Ugh. I hate this. We have a bunch of 4/5 y.o.s in our neighborhoods, and the moms recently had an impromptu discussion about going rates for tooth fairy visits. No one wants their kid to get short-changed, KWIM? The only problem is, I am inclined not to participate in this thing anyway.

I respect the good intent behind the tooth fairy tradition -- to give kids a way to feel positive about an event that might otherwise be frightening (losing a part of your body). On the other hand, I don't buy the argument that it's nice (if not important) to allow children to participate in such "fantasies." In my book, the natural world is full of wonder and mystery, esp. for kids, and you don't need to make stuff up in order to allow your child to experience "magic."

So I thought I'd roll out this tooth fairy story as a story, and let my kid decide if he wanted to participate. But, frankly, he was a little freaked out by the idea of a stranger entering his room at night and fishing around in his bed for a tooth that had fallen out of his mouth.

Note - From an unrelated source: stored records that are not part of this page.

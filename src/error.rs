use thiserror::Error;

#[derive(Error, Debug)]
pub enum WordForgeError {
    #[error("Invalid word '{0}'. Uppercase ASCII letters only.")]
    InvalidWord(String),

    #[error("Configuration Error: {0}")]
    Config(String),

    #[error("IO Error: {0}")]
    Io(#[from] std::io::Error),

    #[error("JSON Parsing Error: {0}")]
    Json(#[from] serde_json::Error),
}

pub type WfResult<T> = Result<T, WordForgeError>;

He asked if we could put the tooth elsewhere, not in his room. And last night, he brought it up again. He asked me if the tooth fairy was real; I asked him what he thought. He said he doubted it. So I asked him who he thought would be switching the teeth out for cash . . . he looked puzzled, and asked, "God?" (Now that was a surprise! We're humanist-leaning Unitarian Universalists, and we hardly talk about God much.) Oh dear -- it just hasn't occurred to this sweet, trusting, usually very scientific boy that I would not simply tell him the truth.

So if it comes up again, I want to be prepared to just tell him the truth, because I feel like trust is at stake right now. He's not really buying into this fantasy, and apparently not enjoying it. But I would like to come up with an alternative to the tooth fairy scam . . . something that will help him celebrate this growing-up milestone. We could just treat it like a simple financial transaction, but that's not really the spirit I'm after.  Any ideas?

And has anyone else been through this? And if so, were you able to convince your child not to "spoil" the fantasty for his peers? Honestly, I'm worried about ticking off the other moms. And I'm sure this is going to come up soon around the whole Santa Claus thing, which I'm not inclined to "push" either.

Thanks!


----------



## CookieMonsterMommy (Oct 15, 2002)

I know how you feel mama. My son does not believe in santa Claus, and to answer one of your questions, he's been great about not telling his peers (we just explained to him that some people believe in diff things, and that when their mommies and daddies are ready, they will tell their children and that it's not our place to do so). same with the tooth fairy.

With my son, we plan on having somewhat of a holiday when he loses his tooth (he's 5 and a half, so we have a little time) complete with a small party (immed fam only) where he'll pick the foods (lol, maybe tooth shaped something or other) and we'll place the tooth in a special keepsake box. Maybe I'll buy him something special, or tell him that it's Daddy or I who will be leaving a special surprise coin (silver dollar) under his pillow.

I feel that it IS an important thing for kids, a rite of passage so to speak, but one that does not have to include a fantasy creature. Not to knock anyone who takes the tooth fairy route, but it's not our bag. Like you said, there is so much magic and wonder in real life that we don't see the need.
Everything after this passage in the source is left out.